Parable of the Sower(s)

Posted on May 3, 2016.

Read Matthew 13:1-23

      Jesus was the first to call it “the parable of the sower” (13:18), but we can wonder why it isn’t called “the parable of the soils,” since it’s about the way different kinds of people receive messages of divine truth, some to great effect, others to no lasting effect, and still others to no good effect at all.

      Modern ministry-marketers would have told “the parable of the sowers” to illustrate their view that ministry is like a series of sowers, getting meager, temporary, or no results at all until finally one came along whose methods produced spectacular results all the time.  Oh, and there’s a book and a seminar available so you can use his methods and get his results, too. 
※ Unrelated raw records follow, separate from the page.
//! Validated newtype wrappers for configuration values.
//!
//! These wrappers validate their contents on construction so that a
//! [`ClientConfig`](super::ClientConfig) can never hold an empty token or a
//! malformed base URL.

use crate::error::ConfigError;
use std::fmt;

/// A validated THG Hosting API token, sent as the `X-Api-Token` header.
///
/// # Security
///
/// The `Debug` implementation masks the value, displaying only
/// `ApiToken(*****)`, so the token cannot leak through debug logging of a
/// client or configuration.
///
/// # Example
///
/// ```rust
/// use thg_hosting::ApiToken;
///
/// let token = ApiToken::new("my-token").unwrap();
/// assert_eq!(token.as_ref(), "my-token");
/// assert_eq!(format!("{:?}", token), "ApiToken(*****)");
/// ```
#[derive(Clone, PartialEq, Eq)]
pub struct ApiToken(String);

impl ApiToken {
    /// Creates a new validated API token.
    ///
    /// # Errors
    ///
    /// Returns [`ConfigError::EmptyApiToken`] if the token is empty or
    /// whitespace only.
    pub fn new(token: impl Into<String>) -> Result<Self, ConfigError> {
        let token = token.into();
        if token.trim().is_empty() {
            return Err(ConfigError::EmptyApiToken);
        }
        Ok(Self(token))
    }
}

impl AsRef<str> for ApiToken {
    fn as_ref(&self) -> &str {
        &self.0
    }
}

impl fmt::Debug for ApiToken {
    fn fmt(&self, f: &mut fmt::Formatter<'_>) -> fmt::Result {
        f.write_str("ApiToken(*****)")
    }
}

/// A validated API base URL.
///
/// The stored URL always ends with exactly one `/`, so endpoint paths can be
/// appended directly.
///
/// # Example
///
/// ```rust
/// use thg_hosting::BaseUrl;
///
/// let url = BaseUrl::new("https://api.example.com/rest-api").unwrap();
/// assert_eq!(url.as_ref(), "https://api.example.com/rest-api/");
/// assert_eq!(url.scheme(), "https");
/// assert_eq!(url.host_name(), "api.example.com");
/// ```
#[derive(Clone, Debug, PartialEq, Eq)]
pub struct BaseUrl {
    url: String,
    scheme_end: usize,
    host_start: usize,
    host_end: usize,
}

impl BaseUrl {
    /// Production endpoint of the THG Hosting REST API.
    pub const DEFAULT: &'static str = "https://api.ingenuitycloudservices.com/rest-api/";

    /// Creates a new validated base URL.
    ///
    /// # Errors
    ///
    /// Returns [`ConfigError::InvalidBaseUrl`] if the URL has no `http`/`https`
    /// scheme or no host.
    pub fn new(url: impl Into<String>) -> Result<Self, ConfigError> {
        let raw = url.into();
        let invalid = || ConfigError::InvalidBaseUrl { url: raw.clone() };

        let trimmed = raw.trim();
        let scheme_end = trimmed.find("://").ok_or_else(invalid)?;
        let scheme = &trimmed[..scheme_end];
        if !scheme.eq_ignore_ascii_case("http") && !scheme.eq_ignore_ascii_case("https") {
            return Err(invalid());
        }

        let host_start = scheme_end + 3;
        let remainder = &trimmed[host_start..];
        let host_end = remainder
            .find([':', '/', '?', '#'])
            .map_or(trimmed.len(), |i| host_start + i);
        if host_end == host_start {
            return Err(invalid());
        }
        if trimmed[host_end..].contains(['?', '#']) {
            return Err(invalid());
        }

        let url = format!("{}/", trimmed.trim_end_matches('/'));

        Ok(Self {
            url,
            scheme_end,
            host_start,
            host_end,
        })
    }

    /// Returns the URL scheme (e.g., "https").
    #[must_use]
    pub fn scheme(&self) -> &str {
        &self.url[..self.scheme_end]
    }

    /// Returns the host name portion of the URL.
    #[must_use]
    pub fn host_name(&self) -> &str {
        &self.url[self.host_start..self.host_end]
    }

    /// Joins an endpoint onto this base URL.
    ///
    /// Leading and trailing slashes of `endpoint` are trimmed and exactly one
    /// trailing slash is appended, which is the convention of the remote API.
    #[must_use]
    pub fn join(&self, endpoint: &str) -> String {
        let endpoint = endpoint.trim_matches('/');
        if endpoint.is_empty() {
            return self.url.clone();
        }
        format!("{}{endpoint}/", self.url)
    }
}

impl Default for BaseUrl {
    fn default() -> Self {
        Self {
            url: Self::DEFAULT.to_string(),
            scheme_end: 5,
            host_start: 8,
            host_end: 8 + "api.ingenuitycloudservices.com".len(),
        }
    }
}

impl AsRef<str> for BaseUrl {
    fn as_ref(&self) -> &str {
        &self.url
    }
}

impl fmt::Display for BaseUrl {
    fn fmt(&self, f: &mut fmt::Formatter<'_>) -> fmt::Result {
        f.write_str(&self.url)
    }
}
//! Normalized response envelope.
//!
//! Every call returns an [`ApiResponse`]: the decoded body in `data` and the
//! transport metadata in `info`. The provider's own envelope
//! (`status_code`, `message`, `data`, ...) is passed through untouched inside
//! `data`.

use serde_json::Value;

use crate::clients::transport::{InfoField, ResponseBody};

/// The body of a response, decoded when possible.
#[derive(Clone, Debug, PartialEq)]
pub enum ResponseData {
    /// The body parsed as JSON.
    Json(Value),
    /// A text body that is not valid JSON, kept verbatim.
    Text(String),
    /// A non-UTF-8 body, passed through unchanged.
    Binary(Vec<u8>),
}

impl ResponseData {
    /// Decodes a raw transport body.
    ///
    /// Text is parsed as JSON; if that fails the text is kept unchanged.
    /// Decoding never fails. A JSON `null` body is also kept as text, so
    /// `"null"` stays distinguishable from a parsed value.
    #[must_use]
    pub fn decode(body: ResponseBody) -> Self {
        match body {
            ResponseBody::Text(text) => match serde_json::from_str::<Value>(&text) {
                Ok(Value::Null) | Err(_) => {
                    tracing::debug!(len = text.len(), "response body is not JSON, keeping raw text");
                    Self::Text(text)
                }
                Ok(value) => Self::Json(value),
            },
            ResponseBody::Binary(bytes) => Self::Binary(bytes),
        }
    }

    /// Returns the parsed JSON, if the body was JSON.
    #[must_use]
    pub const fn as_json(&self) -> Option<&Value> {
        match self {
            Self::Json(value) => Some(value),
            _ => None,
        }
    }

    /// Returns the raw text, if the body was not JSON.
    #[must_use]
    pub fn as_text(&self) -> Option<&str> {
        match self {
            Self::Text(text) => Some(text.as_str()),
            _ => None,
        }
    }

    /// Returns the raw bytes of a non-UTF-8 body.
    #[must_use]
    pub fn as_bytes(&self) -> Option<&[u8]> {
        match self {
            Self::Binary(bytes) => Some(bytes.as_slice()),
            _ => None,
        }
    }

    /// Returns `true` if the body was parsed as JSON.
    #[must_use]
    pub const fn is_json(&self) -> bool {
        matches!(self, Self::Json(_))
    }

    /// Returns the provider envelope's `status_code`, when present.
    #[must_use]
    pub fn status_code(&self) -> Option<i64> {
        self.as_json()?.get("status_code")?.as_i64()
    }

    /// Returns the provider envelope's `message`, when present.
    #[must_use]
    pub fn message(&self) -> Option<&str> {
        self.as_json()?.get("message")?.as_str()
    }

    /// Returns the provider envelope's `data` payload, when present.
    #[must_use]
    pub fn payload(&self) -> Option<&Value> {
        self.as_json()?.get("data")
    }
}

/// The normalized result of a request.
#[derive(Clone, Debug, PartialEq)]
pub struct ApiResponse {
    /// The decoded response body.
    pub data: ResponseData,
    /// Transport metadata (status code, timing, effective URL, ...).
    pub info: Value,
}

impl ApiResponse {
    /// Creates a response from a raw body and transport metadata.
    #[must_use]
    pub fn new(body: ResponseBody, info: Value) -> Self {
        Self {
            data: ResponseData::decode(body),
            info,
        }
    }

    /// Returns the HTTP status code reported by the transport.
    #[must_use]
    pub fn http_code(&self) -> Option<u16> {
        self.info
            .get(InfoField::HttpCode.key())?
            .as_u64()
            .and_then(|code| u16::try_from(code).ok())
    }

    /// Returns `true` if the HTTP status code is 2xx.
    #[must_use]
    pub fn is_success(&self) -> bool {
        self.http_code().is_some_and(|code| (200..300).contains(&code))
    }

    /// Returns the URL the exchange finished at.
    #[must_use]
    pub fn effective_url(&self) -> Option<&str> {
        self.info.get(InfoField::EffectiveUrl.key())?.as_str()
    }
}

#[cfg(test)]
mod tests {
    use super::*;
    use serde_json::json;

    #[test]
    fn test_decode_json_body() {
        let data = ResponseData::decode(ResponseBody::Text(
            r#"{"status_code":200,"data":[{"id":7}]}"#.to_string(),
        ));

        assert!(data.is_json());
        assert_eq!(data.as_json().unwrap()["data"][0]["id"], 7);
        assert_eq!(data.status_code(), Some(200));
        assert_eq!(data.payload(), Some(&json!([{"id": 7}])));
    }

    #[test]
    fn test_decode_falls_back_to_raw_text() {
        let data = ResponseData::decode(ResponseBody::Text("plain text".to_string()));
        assert_eq!(data, ResponseData::Text("plain text".to_string()));

        let html = "<html><body>502 Bad Gateway</body></html>";
        let data = ResponseData::decode(ResponseBody::Text(html.to_string()));
        assert_eq!(data.as_text(), Some(html));
        assert_eq!(data.status_code(), None);
    }

    #[test]
    fn test_decode_keeps_empty_and_null_bodies_as_text() {
        assert_eq!(
            ResponseData::decode(ResponseBody::Text(String::new())),
            ResponseData::Text(String::new())
        );
        assert_eq!(
            ResponseData::decode(ResponseBody::Text("null".to_string())),
            ResponseData::Text("null".to_string())
        );
    }

    #[test]
    fn test_decode_scalar_json() {
        assert_eq!(
            ResponseData::decode(ResponseBody::Text("42".to_string())),
            ResponseData::Json(json!(42))
        );
    }

    #[test]
    fn test_decode_passes_binary_through() {
        let data = ResponseData::decode(ResponseBody::Binary(vec![0xde, 0xad]));
        assert_eq!(data.as_bytes(), Some(&[0xde, 0xad][..]));
        assert!(data.as_json().is_none());
    }

    #[test]
    fn test_message_accessor() {
        let data = ResponseData::Json(json!({"status_code": 404, "message": "Server not found"}));
        assert_eq!(data.message(), Some("Server not found"));
    }

    #[test]
    fn test_api_response_metadata_accessors() {
        let response = ApiResponse::new(
            ResponseBody::Text("{}".to_string()),
            json!({"http_code": 201, "url": "https://example.com/ssl/"}),
        );

        assert_eq!(response.http_code(), Some(201));
        assert!(response.is_success());
        assert_eq!(response.effective_url(), Some("https://example.com/ssl/"));
        assert_eq!(response.data, ResponseData::Json(json!({})));
    }

    #[test]
    fn test_api_response_without_status() {
        let response = ApiResponse::new(ResponseBody::Text("x".to_string()), Value::Null);
        assert_eq!(response.http_code(), None);
        assert!(!response.is_success());
    }
}
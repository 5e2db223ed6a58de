//! Microsoft license endpoints, scoped to a billed service.

use crate::clients::{ApiResponse, Arguments, ClientError, ThgHostingClient};

impl ThgHostingClient {
    /// Lists the Microsoft licenses attached to a service.
    ///
    /// # Errors
    ///
    /// See [`ThgHostingClient::request`].
    pub async fn get_microsoft_licenses(&self, service_id: u64) -> Result<ApiResponse, ClientError> {
        self.get(&format!("/services/{service_id}/licenses"), Arguments::new())
            .await
    }

    /// Returns one Microsoft license of a service.
    ///
    /// # Errors
    ///
    /// See [`ThgHostingClient::request`].
    pub async fn get_microsoft_license_details(
        &self,
        service_id: u64,
        license_id: u64,
    ) -> Result<ApiResponse, ClientError> {
        self.get(
            &format!("/services/{service_id}/licenses/{license_id}"),
            Arguments::new(),
        )
        .await
    }

    /// Cancels a Microsoft license.
    ///
    /// # Errors
    ///
    /// See [`ThgHostingClient::request`].
    pub async fn delete_microsoft_license(
        &self,
        service_id: u64,
        license_id: u64,
    ) -> Result<ApiResponse, ClientError> {
        self.delete(&format!("/services/{service_id}/licenses/{license_id}"))
            .await
    }

    /// Lists the license products that can be added to a service.
    ///
    /// # Errors
    ///
    /// See [`ThgHostingClient::request`].
    pub async fn get_microsoft_license_products(&self, service_id: u64) -> Result<ApiResponse, ClientError> {
        self.get(
            &format!("/services/{service_id}/ms-license-products"),
            Arguments::new(),
        )
        .await
    }
}
//! DNS zone and record endpoints.

use serde::Serialize;

use crate::api::to_arguments;
use crate::clients::{ApiResponse, Arguments, ClientError, ThgHostingClient};

/// A DNS record as sent to the add and update endpoints.
///
/// `service`, `protocol`, `port` and `weight` apply to SRV records,
/// `mx_priority` to MX records.
#[derive(Debug, Clone, Serialize, Default, PartialEq, Eq)]
pub struct DnsRecord {
    /// Record name, relative to the zone.
    pub host: String,
    /// Record value, such as an address or target.
    pub content: String,
    /// Time to live, in seconds.
    pub ttl: u32,
    /// SRV service name.
    #[serde(skip_serializing_if = "Option::is_none")]
    pub service: Option<String>,
    /// SRV protocol.
    #[serde(skip_serializing_if = "Option::is_none")]
    pub protocol: Option<String>,
    /// SRV target port.
    #[serde(skip_serializing_if = "Option::is_none")]
    pub port: Option<u16>,
    /// SRV weight.
    #[serde(skip_serializing_if = "Option::is_none")]
    pub weight: Option<u32>,
    /// MX priority.
    #[serde(skip_serializing_if = "Option::is_none")]
    pub mx_priority: Option<u32>,
}

impl DnsRecord {
    /// Creates a record with the fields every type needs.
    #[must_use]
    pub fn new(host: impl Into<String>, content: impl Into<String>, ttl: u32) -> Self {
        Self {
            host: host.into(),
            content: content.into(),
            ttl,
            ..Self::default()
        }
    }

    /// Sets the SRV service name.
    #[must_use]
    pub fn service(mut self, service: impl Into<String>) -> Self {
        self.service = Some(service.into());
        self
    }

    /// Sets the SRV protocol.
    #[must_use]
    pub fn protocol(mut self, protocol: impl Into<String>) -> Self {
        self.protocol = Some(protocol.into());
        self
    }

    /// Sets the SRV port.
    #[must_use]
    pub const fn port(mut self, port: u16) -> Self {
        self.port = Some(port);
        self
    }

    /// Sets the SRV weight.
    #[must_use]
    pub const fn weight(mut self, weight: u32) -> Self {
        self.weight = Some(weight);
        self
    }

    /// Sets the MX priority.
    #[must_use]
    pub const fn mx_priority(mut self, priority: u32) -> Self {
        self.mx_priority = Some(priority);
        self
    }
}

impl ThgHostingClient {
    /// Lists DNS zones.
    ///
    /// # Errors
    ///
    /// See [`ThgHostingClient::request`].
    pub async fn get_dns_zones(&self) -> Result<ApiResponse, ClientError> {
        self.get("dns-zones", Arguments::new()).await
    }

    /// Creates a zone for `domain_name` pointing at `ip`.
    ///
    /// # Errors
    ///
    /// See [`ThgHostingClient::request`].
    pub async fn create_dns_zone(&self, domain_name: &str, ip: &str) -> Result<ApiResponse, ClientError> {
        let mut arguments = Arguments::new();
        arguments.insert("domain_name".to_string(), domain_name.into());
        arguments.insert("ip".to_string(), ip.into());
        self.post("dns-zones", arguments).await
    }

    /// Returns a DNS zone with its records.
    ///
    /// # Errors
    ///
    /// See [`ThgHostingClient::request`].
    pub async fn get_dns_zone_details(&self, zone_id: u64) -> Result<ApiResponse, ClientError> {
        self.get(&format!("dns-zones/{zone_id}"), Arguments::new())
            .await
    }

    /// Deletes a DNS zone.
    ///
    /// # Errors
    ///
    /// See [`ThgHostingClient::request`].
    pub async fn delete_dns_zone(&self, zone_id: u64) -> Result<ApiResponse, ClientError> {
        self.delete(&format!("dns-zones/{zone_id}")).await
    }

    /// Adds a record of `record_type` (A, AAAA, CNAME, MX, SRV, ...) to a
    /// zone. The protocol is sent lower-cased.
    ///
    /// # Errors
    ///
    /// See [`ThgHostingClient::request`].
    pub async fn add_record_to_dns_zone(
        &self,
        zone_id: u64,
        record_type: &str,
        record: &DnsRecord,
    ) -> Result<ApiResponse, ClientError> {
        let mut arguments = Arguments::new();
        arguments.insert("type".to_string(), record_type.into());
        arguments.extend(to_arguments(record)?);
        if let Some(protocol) = &record.protocol {
            arguments.insert("protocol".to_string(), protocol.to_lowercase().into());
        }
        self.post(&format!("dns-zones/{zone_id}/records"), arguments)
            .await
    }

    /// Replaces an existing record. The protocol is sent as given.
    ///
    /// # Errors
    ///
    /// See [`ThgHostingClient::request`].
    pub async fn update_dns_zone_record(
        &self,
        zone_id: u64,
        record_id: u64,
        record: &DnsRecord,
    ) -> Result<ApiResponse, ClientError> {
        self.put(
            &format!("dns-zones/{zone_id}/records/{record_id}"),
            to_arguments(record)?,
        )
        .await
    }

    /// Deletes a record from a DNS zone.
    ///
    /// # Errors
    ///
    /// See [`ThgHostingClient::request`].
    pub async fn delete_dns_zone_record(&self, zone_id: u64, record_id: u64) -> Result<ApiResponse, ClientError> {
        self.delete(&format!("dns-zones/{zone_id}/records/{record_id}"))
            .await
    }
}
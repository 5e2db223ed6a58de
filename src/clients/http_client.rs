//! The request engine behind every THG Hosting API call.
//!
//! [`ThgHostingClient::request`] validates the method, inlines attachments,
//! builds the URL, body and headers, drives one [`HttpTransport`] exchange and
//! normalizes the result into an [`ApiResponse`].

use std::fmt;
use std::sync::Arc;
use std::time::Duration;

use serde_json::Value;
use tokio::sync::Mutex;

use crate::clients::attachments::{self, ATTACHMENTS_KEY};
use crate::clients::errors::ClientError;
use crate::clients::http_request::{build_query, ApiRequest, Arguments, HttpMethod};
use crate::clients::http_response::ApiResponse;
use crate::clients::transport::{HttpTransport, ReqwestTransport, TransportOption};
use crate::config::{ApiToken, BaseUrl, ClientConfig};

/// Header carrying the API token.
pub const API_TOKEN_HEADER: &str = "X-Api-Token";

type SharedTransport = Arc<Mutex<Box<dyn HttpTransport>>>;

/// A fully assembled request, ready to hand to a transport.
#[derive(Clone, Debug, PartialEq, Eq)]
pub struct PreparedRequest {
    /// The validated method.
    pub method: HttpMethod,
    /// Final URL, including the query string for GET requests.
    pub url: String,
    /// JSON body; `None` when arguments went into the query string.
    pub body: Option<String>,
    /// Request headers, in the order they are sent.
    pub headers: Vec<(String, String)>,
    /// Effective timeout for the exchange.
    pub timeout: Duration,
}

/// Client for the THG Hosting REST API.
///
/// Holds the API token, base URL and default timeout. Each call to
/// [`request`](Self::request) builds a fresh [`ReqwestTransport`] unless a
/// transport override was installed with
/// [`set_transport`](Self::set_transport).
///
/// # Thread Safety
///
/// `ThgHostingClient` is `Send + Sync`. Concurrent calls without an override
/// each use their own transport. An installed override is shared, so calls
/// using it are serialized.
///
/// # Example
///
/// ```rust,ignore
/// use thg_hosting::ThgHostingClient;
///
/// let client = ThgHostingClient::new("my-token", None, None)?;
/// let response = client.create_ssh_key("ssh-rsa AAAA...", "My Key").await?;
/// println!("{:?}", response.data);
/// ```
pub struct ThgHostingClient {
    api_token: ApiToken,
    base_url: BaseUrl,
    timeout: u64,
    transport: Option<SharedTransport>,
}

const _: fn() = || {
    const fn assert_send_sync<T: Send + Sync>() {}
    assert_send_sync::<ThgHostingClient>();
};

impl fmt::Debug for ThgHostingClient {
    fn fmt(&self, f: &mut fmt::Formatter<'_>) -> fmt::Result {
        f.debug_struct("ThgHostingClient")
            .field("api_token", &self.api_token)
            .field("base_url", &self.base_url)
            .field("timeout", &self.timeout)
            .field("transport_override", &self.transport.is_some())
            .finish()
    }
}

impl ThgHostingClient {
    /// Creates a client from a token, an optional timeout in seconds and an
    /// optional base URL.
    ///
    /// An empty `base_url` means the production endpoint.
    ///
    /// # Errors
    ///
    /// Returns [`ClientError::Config`] for an empty token or malformed base
    /// URL, and [`ClientError::InvalidTimeout`] for a negative timeout.
    pub fn new(
        api_token: impl Into<String>,
        timeout: Option<i64>,
        base_url: Option<&str>,
    ) -> Result<Self, ClientError> {
        let mut builder = ClientConfig::builder().api_token(ApiToken::new(api_token)?);
        if let Some(url) = base_url.filter(|url| !url.trim().is_empty()) {
            builder = builder.base_url(BaseUrl::new(url)?);
        }

        let mut client = Self::from_config(builder.build()?);
        if let Some(seconds) = timeout {
            client.set_timeout(seconds)?;
        }
        Ok(client)
    }

    /// Creates a client from a validated configuration.
    #[must_use]
    pub fn from_config(config: ClientConfig) -> Self {
        Self {
            api_token: config.api_token().clone(),
            base_url: config.base_url().clone(),
            timeout: config.timeout(),
            transport: None,
        }
    }

    /// Returns the default timeout, in seconds.
    #[must_use]
    pub const fn timeout(&self) -> u64 {
        self.timeout
    }

    /// Sets the default timeout, in seconds. Zero disables the limit.
    ///
    /// # Errors
    ///
    /// Returns [`ClientError::InvalidTimeout`] (code 400) if `seconds` is
    /// negative; the current timeout is left unchanged.
    pub fn set_timeout(&mut self, seconds: i64) -> Result<&mut Self, ClientError> {
        self.timeout =
            u64::try_from(seconds).map_err(|_| ClientError::InvalidTimeout { timeout: seconds })?;
        Ok(self)
    }

    /// Returns the API base URL.
    #[must_use]
    pub const fn base_url(&self) -> &BaseUrl {
        &self.base_url
    }

    /// Points the client at another base URL.
    pub fn set_base_url(&mut self, base_url: BaseUrl) -> &mut Self {
        self.base_url = base_url;
        self
    }

    /// Installs a transport used for every subsequent call instead of a
    /// fresh [`ReqwestTransport`].
    ///
    /// The transport is closed after each exchange and reused for the next.
    pub fn set_transport<T: HttpTransport + 'static>(&mut self, transport: T) -> &mut Self {
        self.transport = Some(Arc::new(Mutex::new(Box::new(transport))));
        self
    }

    /// Removes an installed transport override.
    pub fn reset_transport(&mut self) -> &mut Self {
        self.transport = None;
        self
    }

    /// Sends a request and normalizes the response.
    ///
    /// Exactly one exchange happens per call; nothing is cached or retried.
    ///
    /// # Errors
    ///
    /// - [`ClientError::InvalidMethod`] if the method is not accepted; no
    ///   transport is constructed
    /// - [`ClientError::MissingField`] / [`ClientError::InvalidAttachment`]
    ///   if an attachment cannot be normalized; nothing is sent
    /// - [`ClientError::Transport`] if the exchange itself fails
    ///
    /// A body that is not JSON is not an error; it is returned as
    /// [`ResponseData::Text`](crate::clients::ResponseData::Text).
    pub async fn request(&self, request: ApiRequest) -> Result<ApiResponse, ClientError> {
        let prepared = self.prepare(request)?;

        match &self.transport {
            Some(shared) => {
                let mut transport = shared.lock().await;
                Self::exchange(&mut **transport, prepared).await
            }
            None => {
                let mut transport = ReqwestTransport::new();
                Self::exchange(&mut transport, prepared).await
            }
        }
    }

    /// Sends a GET request; arguments become the query string.
    ///
    /// # Errors
    ///
    /// See [`request`](Self::request).
    pub async fn get(&self, endpoint: &str, arguments: Arguments) -> Result<ApiResponse, ClientError> {
        self.send(HttpMethod::Get, endpoint, arguments).await
    }

    /// Sends a POST request with a JSON body.
    ///
    /// # Errors
    ///
    /// See [`request`](Self::request).
    pub async fn post(&self, endpoint: &str, arguments: Arguments) -> Result<ApiResponse, ClientError> {
        self.send(HttpMethod::Post, endpoint, arguments).await
    }

    /// Sends a PUT request with a JSON body.
    ///
    /// # Errors
    ///
    /// See [`request`](Self::request).
    pub async fn put(&self, endpoint: &str, arguments: Arguments) -> Result<ApiResponse, ClientError> {
        self.send(HttpMethod::Put, endpoint, arguments).await
    }

    /// Sends a PATCH request with a JSON body.
    ///
    /// # Errors
    ///
    /// See [`request`](Self::request).
    pub async fn patch(&self, endpoint: &str, arguments: Arguments) -> Result<ApiResponse, ClientError> {
        self.send(HttpMethod::Patch, endpoint, arguments).await
    }

    /// Sends a DELETE request.
    ///
    /// # Errors
    ///
    /// See [`request`](Self::request).
    pub async fn delete(&self, endpoint: &str) -> Result<ApiResponse, ClientError> {
        self.send(HttpMethod::Delete, endpoint, Arguments::new()).await
    }

    async fn send(
        &self,
        method: HttpMethod,
        endpoint: &str,
        arguments: Arguments,
    ) -> Result<ApiResponse, ClientError> {
        let request = ApiRequest::builder(method, endpoint)
            .arguments(arguments)
            .build()?;
        self.request(request).await
    }

    /// Assembles the URL, body and headers for a request without sending it.
    ///
    /// # Errors
    ///
    /// Returns the same validation errors as [`request`](Self::request).
    pub fn prepare(&self, request: ApiRequest) -> Result<PreparedRequest, ClientError> {
        let method = request.verify()?;
        let ApiRequest {
            endpoint,
            mut arguments,
            files,
            content_type,
            timeout,
            ..
        } = request;

        if !files.is_empty() {
            let attachments = attachments::normalize(&files)?;
            arguments.insert(
                ATTACHMENTS_KEY.to_string(),
                serde_json::to_value(attachments)?,
            );
        }

        let mut headers = vec![
            (API_TOKEN_HEADER.to_string(), self.api_token.as_ref().to_string()),
            ("Content-Type".to_string(), content_type),
            ("Accept".to_string(), "application/json".to_string()),
        ];

        let mut url = self.base_url.join(&endpoint);
        let body = if method == HttpMethod::Get && !arguments.is_empty() {
            url.push('?');
            url.push_str(&build_query(&arguments));
            None
        } else {
            let body = serde_json::to_string(&Value::Object(arguments))?;
            headers.push(("Content-Length".to_string(), body.len().to_string()));
            Some(body)
        };

        Ok(PreparedRequest {
            method,
            url,
            body,
            headers,
            timeout: timeout.unwrap_or_else(|| Duration::from_secs(self.timeout)),
        })
    }

    async fn exchange(
        transport: &mut dyn HttpTransport,
        prepared: PreparedRequest,
    ) -> Result<ApiResponse, ClientError> {
        let PreparedRequest {
            method,
            url,
            body,
            headers,
            timeout,
        } = prepared;

        tracing::debug!(%method, %url, has_body = body.is_some(), "sending THG Hosting API request");

        transport.apply(TransportOption::ReturnTransfer(true));
        transport.apply(TransportOption::Timeout(timeout));
        transport.apply(TransportOption::FollowLocation(true));
        transport.apply(TransportOption::CustomRequest(method));
        if let Some(body) = body {
            transport.apply(TransportOption::PostFields(body));
        }
        transport.apply(TransportOption::HttpHeader(headers));
        transport.apply(TransportOption::Url(url.clone()));

        let result = transport.execute().await;
        let info = transport.info(None);
        transport.close();

        match result {
            Ok(body) => Ok(ApiResponse::new(body, info)),
            Err(e) => {
                tracing::warn!(%method, %url, error = %e, "THG Hosting API request failed");
                Err(e.into())
            }
        }
    }
}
      The real lesson of the parable is the different ways of “hearing” the gospel.  Some people are spiritually impenetrable, and the gospel goes in one ear and out the other (with an assist by the devil, 13:19).  Others embrace it in a flush of enthusiasm, but just as quickly abandon it at the first signs of trouble (3:20-21).  For others it isn’t opposition, but the world’s allures that keeps the gospel from bearing fruit (3:22).  But there are some in whom the gospel takes deep root, and bears much fruit. 

      The question we all face is, “Which kind of hearer am I?”  The famous fourth century preacher Chrysostom warned, “Mark this, I pray thee, that the way of destruction is not one only, but there are differing ones, and wide apart from one another.  Let us not soothe ourselves upon our not perishing in all these ways, but let it be our grief in whichever way we are perishing.”